There is a knight on an n x n chessboard. In a valid configuration, the knight starts at the top-left cell of the board and visits every cell on the board exactly once.
You are given an n x n integer matrix grid consisting of distinct integers from the range [0, n * n - 1] where grid[row][col] indicates that the cell (row, col) is the grid[row][col]th cell that the knight visited. The moves are 0-indexed.
Return trueifgridrepresents a valid configuration of the knight's movements orfalseotherwise.
Note that a valid knight move consists of moving two squares vertically and one square horizontally, or two squares horizontally and one square vertically. The figure below illustrates all the possible eight moves of a knight from some cell.
Example 1:
Input: grid = [[0,11,16,5,20],[17,4,19,10,15],[12,1,8,21,6],[3,18,23,14,9],[24,13,2,7,22]]
Output: true
Explanation: The above diagram represents the grid. It can be shown that it is a valid configuration.
Example 2:
Input: grid = [[0,3,6],[5,8,1],[2,7,4]]
Output: false
Explanation: The above diagram represents the grid.
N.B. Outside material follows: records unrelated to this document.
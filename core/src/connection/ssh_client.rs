//! SSH session lifecycle: handshake, auth, jump-host tunneling, shell/exec
//! (SPEC_FULL.md §4.2). Grounded on `backends/ssh/mod.rs`'s `Ssh::connect`
//! reader-thread pattern and `tunnel/local_forward.rs`'s
//! `channel_direct_tcpip` usage, generalized to build a jump-host hop
//! (an SSH session carried inside another session's tunneled channel)
//! instead of forwarding a local TCP listener.

use std::io::{Read, Write};
use std::net::TcpStream;
use std::sync::atomic::{AtomicBool, Ordering};
use std::sync::{Arc, Mutex};

use tracing::{debug, info};

use crate::config::{HostConfig, JumpHostConfig};
use crate::connection::auth;
use crate::connection::traits::ProcessHandle;
use crate::connection::ConnectionError;

/// Output delivered from the reader thread; `None` signals clean EOF.
pub type OutputReceiver = tokio::sync::mpsc::Receiver<Vec<u8>>;

const OUTPUT_CHANNEL_CAPACITY: usize = 64;
const READ_BUF_SIZE: usize = 4096;

/// An authenticated SSH session, optionally tunneled through a jump host.
pub struct SshClient {
    session: Arc<ssh2::Session>,
}

impl SshClient {
    /// Handshake and authenticate directly against `hostname:port`.
    fn handshake_direct(hostname: &str, port: u16) -> Result<ssh2::Session, ConnectionError> {
        let addr = format!("{hostname}:{port}");
        let tcp = TcpStream::connect(&addr)
            .map_err(|e| ConnectionError::Unreachable(format!("connect to {addr} failed: {e}")))?;
        let mut session = ssh2::Session::new()
            .map_err(|e| ConnectionError::Handshake(e.to_string()))?;
        session.set_tcp_stream(tcp);
        session
            .handshake()
            .map_err(|e| ConnectionError::Handshake(format!("handshake with {addr} failed: {e}")))?;
        Ok(session)
    }

    /// Handshake through an already-authenticated jump session's
    /// `channel_direct_tcpip` tunnel to `hostname:port`.
    fn handshake_via_jump(
        jump_session: &ssh2::Session,
        hostname: &str,
        port: u16,
    ) -> Result<ssh2::Session, ConnectionError> {
        let channel = jump_session
            .channel_direct_tcpip(hostname, port, None)
            .map_err(|e| ConnectionError::Unreachable(format!("tunnel to {hostname}:{port} failed: {e}")))?;
        let mut session = ssh2::Session::new()
            .map_err(|e| ConnectionError::Handshake(e.to_string()))?;
        session.set_tcp_stream(channel);
        session
            .handshake()
            .map_err(|e| ConnectionError::Handshake(format!("handshake via jump to {hostname}:{port} failed: {e}")))?;
        Ok(session)
    }

    fn connect_jump(jump: &JumpHostConfig) -> Result<ssh2::Session, ConnectionError> {
        info!(host = %jump.hostname, port = jump.port, user = %jump.username, "connecting jump host");
        let session = Self::handshake_direct(&jump.hostname, jump.port)?;
        let host_config = HostConfig {
            id: jump.id.clone(),
            name: jump.name.clone(),
            hostname: jump.hostname.clone(),
            port: jump.port,
            username: jump.username.clone(),
            private_key_path: jump.private_key_path.clone(),
            password: jump.password.clone(),
            password_env_var: jump.password_env_var.clone(),
            passphrase: jump.passphrase.clone(),
            passphrase_env_var: jump.passphrase_env_var.clone(),
            use_agent: jump.use_agent,
            jump_host: None,
        };
        let plan = auth::assemble(&host_config)?;
        auth::authenticate(&session, &jump.username, &plan)?;
        Ok(session)
    }

    /// Connect and authenticate against `host`, hopping through its
    /// configured jump host first if present. Intended for hosts where
    /// [`auth::requires_native_fallback`] returns `false` — callers must
    /// route the password-in-chain / jump+agent cases to the native `ssh`
    /// process fallback instead (SPEC_FULL.md §4.2, Open Question 2).
    pub fn connect(host: &HostConfig) -> Result<Self, ConnectionError> {
        info!(host = %host.hostname, port = host.port, user = %host.username, "connecting ssh host");

        let session = if let Some(jump) = &host.jump_host {
            let jump_session = Self::connect_jump(jump)?;
            Self::handshake_via_jump(&jump_session, &host.hostname, host.port)?
        } else {
            Self::handshake_direct(&host.hostname, host.port)?
        };

        let plan = auth::assemble(host)?;
        auth::authenticate(&session, &host.username, &plan)?;

        Ok(Self {
            session: Arc::new(session),
        })
    }

    /// Run a one-shot command to completion, returning `(exit_status,
    /// stdout, stderr)`. Used by the Multiplexer Adapter's command/parse
    /// round trip against remote hosts.
    pub fn exec(&self, command: &str) -> Result<(i32, String, String), ConnectionError> {
        self.session.set_blocking(true);
        let mut channel = self
            .session
            .channel_session()
            .map_err(|e| ConnectionError::Io(format!("channel open failed: {e}")))?;
        channel
            .exec(command)
            .map_err(|e| ConnectionError::Io(format!("exec failed: {e}")))?;

        let mut stdout = String::new();
        let mut stderr = String::new();
        channel
            .read_to_string(&mut stdout)
            .map_err(|e| ConnectionError::Io(format!("stdout read failed: {e}")))?;
        channel
            .stderr()
            .read_to_string(&mut stderr)
            .map_err(|e| ConnectionError::Io(format!("stderr read failed: {e}")))?;
        channel
            .wait_close()
            .map_err(|e| ConnectionError::Io(format!("channel close failed: {e}")))?;
        let exit_status = channel
            .exit_status()
            .map_err(|e| ConnectionError::Io(format!("exit status read failed: {e}")))?;

        Ok((exit_status, stdout, stderr))
    }

    /// Open an interactive PTY shell channel for terminal bridging
    /// (SPEC_FULL.md §4.5). Spawns a reader thread bridging the blocking
    /// `ssh2::Channel` to an async receiver.
    pub fn open_shell(&self, cols: u16, rows: u16) -> Result<(SshShellHandle, OutputReceiver), ConnectionError> {
        debug!("opening ssh shell channel");
        let mut channel = self
            .session
            .channel_session()
            .map_err(|e| ConnectionError::Io(format!("channel open failed: {e}")))?;

        channel
            .request_pty("xterm-256color", None, Some((cols as u32, rows as u32, 0, 0)))
            .map_err(|e| ConnectionError::Io(format!("pty request failed: {e}")))?;
        channel
            .shell()
            .map_err(|e| ConnectionError::Io(format!("shell request failed: {e}")))?;

        self.session.set_blocking(false);

        let channel = Arc::new(Mutex::new(channel));
        let alive = Arc::new(AtomicBool::new(true));
        let (tx, rx) = tokio::sync::mpsc::channel(OUTPUT_CHANNEL_CAPACITY);

        let channel_clone = channel.clone();
        let alive_clone = alive.clone();
        std::thread::spawn(move || {
            let mut buf = [0u8; READ_BUF_SIZE];
            while alive_clone.load(Ordering::SeqCst) {
                let result = {
                    let mut ch = match channel_clone.lock() {
                        Ok(ch) => ch,
                        Err(_) => break,
                    };
                    ch.read(&mut buf)
                };
                match result {
                    Ok(0) => break,
                    Ok(n) => {
                        if tx.blocking_send(buf[..n].to_vec()).is_err() {
                            break;
                        }
                    }
                    Err(ref e) if e.kind() == std::io::ErrorKind::WouldBlock => {
                        std::thread::sleep(std::time::Duration::from_millis(10));
                    }
                    Err(_) => break,
                }
            }
            alive_clone.store(false, Ordering::SeqCst);
        });

        let handle = SshShellHandle {
            session: self.session.clone(),
            channel,
            alive,
        };
        Ok((handle, rx))
    }

    pub fn disconnect(&self) {
        self.session.set_blocking(true);
        let _ = self.session.disconnect(None, "closed by client", None);
    }
}

/// A [`ProcessHandle`] backed by an SSH PTY shell channel.
pub struct SshShellHandle {
    session: Arc<ssh2::Session>,
    channel: Arc<Mutex<ssh2::Channel>>,
    alive: Arc<AtomicBool>,
}

impl ProcessHandle for SshShellHandle {
    fn write_input(&self, data: &[u8]) -> Result<(), ConnectionError> {
        let mut channel = self
            .channel
            .lock()
            .map_err(|_| ConnectionError::Io("failed to lock ssh channel".into()))?;
        self.session.set_blocking(true);
        let result = channel.write_all(data);
        self.session.set_blocking(false);
        result.map_err(|e| ConnectionError::Io(format!("write failed: {e}")))
    }

    fn resize(&self, cols: u16, rows: u16) -> Result<(), ConnectionError> {
        let mut channel = self
            .channel
            .lock()
            .map_err(|_| ConnectionError::Io("failed to lock ssh channel".into()))?;
        self.session.set_blocking(true);
        let result = channel.request_pty_size(cols as u32, rows as u32, None, None);
        self.session.set_blocking(false);
        result.map_err(|e| ConnectionError::Io(format!("pty resize failed: {e}")))
    }

    fn close(&self) -> Result<(), ConnectionError> {
        self.alive.store(false, Ordering::SeqCst);
        if let Ok(mut channel) = self.channel.lock() {
            self.session.set_blocking(true);
            let _ = channel.send_eof();
            let _ = channel.close();
        }
        Ok(())
    }

    fn is_alive(&self) -> bool {
        self.alive.load(Ordering::SeqCst)
    }
}

#[cfg(test)]
mod tests {
    use super::*;

    #[test]
    fn connect_to_unreachable_host_errors() {
        let host = HostConfig {
            id: "unreachable".into(),
            name: "Unreachable".into(),
            hostname: "127.0.0.1".into(),
            port: 1,
            username: "nobody".into(),
            private_key_path: None,
            password: Some("x".into()),
            password_env_var: None,
            passphrase: None,
            passphrase_env_var: None,
            use_agent: false,
            jump_host: None,
        };
        let result = SshClient::connect(&host);
        assert!(result.is_err());
    }
}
The 8th move of the knight is not valid considering its position after the 7th move.
Constraints:
n == grid.length == grid[i].length
3 <= n <= 7
0 <= grid[row][col] < n * n
All integers in grid are unique.
Solutions
Solution 1: Simulation
We first use the array $pos$ to record the coordinates of the grid visited by the knight, and then traverse the $pos$ array to check whether the difference between the adjacent two grid coordinates is $(1, 2)$ or $(2, 1)$. If not, return false.
Otherwise, return true after the traversal ends.
The time complexity is $O(n^2)$ and the space complexity is $O(n^2)$, where $n$ is the length of the chessboard.